## [What you should do]
In the material below, find every line containing "iter" and copy that line.

## [Excerpted records]
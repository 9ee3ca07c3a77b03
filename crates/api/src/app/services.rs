use std::sync::Arc;

use anyhow::Context;

use libris_auth::{Argon2Hasher, AuthCore, SharedStore};
use libris_infra::InMemoryAuthStore;

use crate::config::ApiConfig;

/// Services shared by every handler.
#[derive(Clone)]
pub struct AppServices {
    pub core: AuthCore,
}

/// Wire the store and auth core, then seed the bootstrap catalog.
pub async fn build_services(config: &ApiConfig) -> anyhow::Result<AppServices> {
    let store: SharedStore = Arc::new(InMemoryAuthStore::new());
    let hasher = Arc::new(Argon2Hasher::from_config(&config.auth).context("build secret hasher")?);

    let core = AuthCore::new(store, hasher, &config.auth);
    let report = core
        .seed(&config.admin)
        .await
        .context("seed bootstrap permissions, roles and admin")?;

    tracing::info!(
        backend = core.store.backend_name(),
        permissions_created = report.permissions_created,
        roles_created = report.roles_created,
        roles_updated = report.roles_updated,
        admin_created = report.admin_created,
        "auth core ready"
    );

    Ok(AppServices { core })
}
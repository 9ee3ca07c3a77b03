//! API-side permission guard.
//!
//! Handlers call [`require`] before touching a service, so every route states
//! its (resource, action) next to its body.

use axum::{http::StatusCode, response::IntoResponse, Json};
use serde_json::json;

use libris_auth::{guard, Action, DenialKind, GrantSummary, RequiredPermission, Resource};

use crate::app::errors;
use crate::context::IdentityContext;

/// Check that the request identity may perform `action` on `resource`.
pub fn require(
    identity: &IdentityContext,
    resource: Resource,
    action: Action,
) -> Result<(), axum::response::Response> {
    let required = RequiredPermission::new(resource, action);
    guard(Some(identity.identity()), &required).map_err(|denial| match denial.kind {
        DenialKind::Unauthorized => {
            errors::json_error(StatusCode::UNAUTHORIZED, "UNAUTHORIZED", denial.message)
        }
        DenialKind::Forbidden => {
            let user_permissions: Vec<GrantSummary> = identity
                .identity()
                .effective_permissions
                .iter()
                .map(GrantSummary::from)
                .collect();
            (
                StatusCode::FORBIDDEN,
                Json(json!({
                    "error": "FORBIDDEN",
                    "message": denial.message,
                    "requiredPermission": denial.required,
                    "userPermissions": user_permissions,
                })),
            )
                .into_response()
        }
    })
}
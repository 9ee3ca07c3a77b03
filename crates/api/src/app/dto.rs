//! Request DTOs.
//!
//! Text fields default to empty so that a missing field reaches the service
//! layer and comes back as `INVALID_INPUT` instead of an extractor rejection.
//! Id lists arrive as strings for the same reason and are parsed here.

use core::str::FromStr;

use serde::Deserialize;

use libris_auth::{NewAccount, NewRole, RoleUpdate, UserUpdate};
use libris_core::{DomainError, DomainResult};

fn parse_ids<T>(raw: Vec<String>) -> DomainResult<Vec<T>>
where
    T: FromStr<Err = DomainError>,
{
    raw.iter().map(|id| id.parse()).collect()
}

#[derive(Debug, Deserialize)]
pub struct LoginRequest {
    #[serde(default)]
    pub email: String,
    #[serde(default)]
    pub password: String,
}

#[derive(Debug, Deserialize)]
pub struct ForgotPasswordRequest {
    #[serde(default)]
    pub email: String,
}

#[derive(Debug, Deserialize)]
#[serde(rename_all = "camelCase")]
pub struct RegisterRequest {
    #[serde(default)]
    pub username: String,
    #[serde(default)]
    pub email: String,
    #[serde(default)]
    pub password: String,
    #[serde(default)]
    pub full_name: String,
    #[serde(default)]
    pub role_ids: Option<Vec<String>>,
}

impl TryFrom<RegisterRequest> for NewAccount {
    type Error = DomainError;

    fn try_from(req: RegisterRequest) -> DomainResult<Self> {
        Ok(NewAccount {
            username: req.username,
            email: req.email,
            password: req.password,
            full_name: req.full_name,
            role_ids: req.role_ids.map(parse_ids).transpose()?,
        })
    }
}

#[derive(Debug, Default, Deserialize)]
#[serde(rename_all = "camelCase")]
pub struct UpdateUserRequest {
    pub role_ids: Option<Vec<String>>,
    pub is_active: Option<bool>,
}

impl TryFrom<UpdateUserRequest> for UserUpdate {
    type Error = DomainError;

    fn try_from(req: UpdateUserRequest) -> DomainResult<Self> {
        Ok(UserUpdate {
            role_ids: req.role_ids.map(parse_ids).transpose()?,
            is_active: req.is_active,
        })
    }
}

#[derive(Debug, Default, Deserialize)]
#[serde(rename_all = "camelCase")]
pub struct CreateRoleRequest {
    #[serde(default)]
    pub name: String,
    #[serde(default)]
    pub description: String,
    #[serde(default)]
    pub permission_ids: Vec<String>,
}

impl TryFrom<CreateRoleRequest> for NewRole {
    type Error = DomainError;

    fn try_from(req: CreateRoleRequest) -> DomainResult<Self> {
        Ok(NewRole {
            name: req.name,
            description: req.description,
            permission_ids: parse_ids(req.permission_ids)?,
        })
    }
}

#[derive(Debug, Default, Deserialize)]
#[serde(rename_all = "camelCase")]
pub struct UpdateRoleRequest {
    pub description: Option<String>,
    pub permission_ids: Option<Vec<String>>,
    pub active: Option<bool>,
}

impl TryFrom<UpdateRoleRequest> for RoleUpdate {
    type Error = DomainError;

    fn try_from(req: UpdateRoleRequest) -> DomainResult<Self> {
        Ok(RoleUpdate {
            description: req.description,
            permission_ids: req.permission_ids.map(parse_ids).transpose()?,
            active: req.active,
        })
    }
}

#[derive(Debug, Deserialize)]
#[serde(rename_all = "camelCase")]
pub struct ChangePasswordRequest {
    #[serde(default)]
    pub current_password: String,
    #[serde(default)]
    pub new_password: String,
    pub confirm_password: Option<String>,
}

#[derive(Debug, Deserialize)]
pub struct CheckPermissionRequest {
    #[serde(default)]
    pub resource: String,
    #[serde(default)]
    pub action: String,
}

#[derive(Debug, Deserialize)]
pub struct ListUsersQuery {
    pub page: Option<u64>,
    pub limit: Option<u64>,
}

impl ListUsersQuery {
    pub const DEFAULT_LIMIT: u64 = 10;

    pub fn page(&self) -> u64 {
        self.page.unwrap_or(1)
    }

    pub fn limit(&self) -> u64 {
        self.limit.unwrap_or(Self::DEFAULT_LIMIT)
    }
}

/// Raw permission filter; parsed into `PermissionFilter` by the handler.
#[derive(Debug, Default, Deserialize)]
pub struct PermissionQuery {
    pub resource: Option<String>,
    pub action: Option<String>,
    pub active: Option<bool>,
}

#[derive(Debug, Deserialize)]
pub struct SetActiveRequest {
    pub active: bool,
}

#[cfg(test)]
mod tests {
    use super::*;

    #[test]
    fn malformed_permission_id_is_invalid_input() {
        let req = CreateRoleRequest {
            name: "CURATOR".into(),
            description: "Curates".into(),
            permission_ids: vec!["not-a-uuid".into()],
        };
        let err = NewRole::try_from(req).unwrap_err();
        assert_eq!(err.kind(), "invalid_input");
    }

    #[test]
    fn missing_role_fields_deserialize_to_empty() {
        let req: CreateRoleRequest = serde_json::from_str(r#"{"name":"X2"}"#).unwrap();
        let role = NewRole::try_from(req).unwrap();
        assert_eq!(role.description, "");
        assert!(role.permission_ids.is_empty());
    }

    #[test]
    fn absent_role_ids_stay_absent() {
        let req: UpdateUserRequest = serde_json::from_str(r#"{"isActive":false}"#).unwrap();
        let update = UserUpdate::try_from(req).unwrap();
        assert!(update.role_ids.is_none());
        assert_eq!(update.is_active, Some(false));
    }
}
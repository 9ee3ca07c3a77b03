//! Persistence boundary for permissions, roles and users.

use std::sync::Arc;

use async_trait::async_trait;

use libris_core::{DomainResult, PermissionId, RoleId, UserId};

use crate::permissions::Permission;
use crate::roles::Role;
use crate::user::User;

/// One page of users plus the total count across all pages.
#[derive(Debug, Clone)]
pub struct UserSlice {
    pub users: Vec<User>,
    pub total: u64,
}

/// Storage contract the services are written against.
///
/// Implementations enforce uniqueness of permission names, role names,
/// usernames and emails (returning `Conflict`), and make each call atomic with
/// respect to its own checks. Lookups by id return `Ok(None)` when absent;
/// updates and deletes of absent records return `NotFound`.
#[async_trait]
pub trait AuthStore: Send + Sync {
    async fn insert_permission(&self, permission: Permission) -> DomainResult<Permission>;
    async fn update_permission(&self, permission: Permission) -> DomainResult<Permission>;
    async fn permission(&self, id: PermissionId) -> DomainResult<Option<Permission>>;
    async fn permission_by_name(&self, name: &str) -> DomainResult<Option<Permission>>;
    async fn list_permissions(&self) -> DomainResult<Vec<Permission>>;
    /// Every stored permission among `ids`, active or not. Unknown ids are skipped.
    async fn permissions_by_ids(&self, ids: &[PermissionId]) -> DomainResult<Vec<Permission>>;

    async fn insert_role(&self, role: Role) -> DomainResult<Role>;
    async fn update_role(&self, role: Role) -> DomainResult<Role>;
    async fn role(&self, id: RoleId) -> DomainResult<Option<Role>>;
    async fn role_by_name(&self, name: &str) -> DomainResult<Option<Role>>;
    async fn list_roles(&self) -> DomainResult<Vec<Role>>;
    async fn roles_by_ids(&self, ids: &[RoleId]) -> DomainResult<Vec<Role>>;
    /// Remove a role unless a user still references it (`Conflict`).
    async fn delete_role(&self, id: RoleId) -> DomainResult<()>;

    async fn insert_user(&self, user: User) -> DomainResult<User>;
    async fn update_user(&self, user: User) -> DomainResult<User>;
    async fn user(&self, id: UserId) -> DomainResult<Option<User>>;
    async fn user_by_email(&self, email: &str) -> DomainResult<Option<User>>;
    async fn user_by_username(&self, username: &str) -> DomainResult<Option<User>>;
    /// Newest first.
    async fn list_users(&self, offset: usize, limit: usize) -> DomainResult<UserSlice>;
    async fn count_users_with_role(&self, role_id: RoleId) -> DomainResult<u64>;
    async fn delete_user(&self, id: UserId) -> DomainResult<()>;

    fn backend_name(&self) -> &'static str;
}

pub type SharedStore = Arc<dyn AuthStore>;
use std::sync::Arc;

use libris_auth::ResolvedIdentity;
use libris_core::UserId;

/// Identity context for a request.
///
/// Inserted by the auth middleware after resolution; present on every
/// protected route.
#[derive(Debug, Clone)]
pub struct IdentityContext(Arc<ResolvedIdentity>);

impl IdentityContext {
    pub fn new(identity: ResolvedIdentity) -> Self {
        Self(Arc::new(identity))
    }

    pub fn identity(&self) -> &ResolvedIdentity {
        &self.0
    }

    pub fn user_id(&self) -> UserId {
        self.0.user_id()
    }
}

## [Written answer]
                .iter()
    raw.iter().map(|id| id.parse()).collect()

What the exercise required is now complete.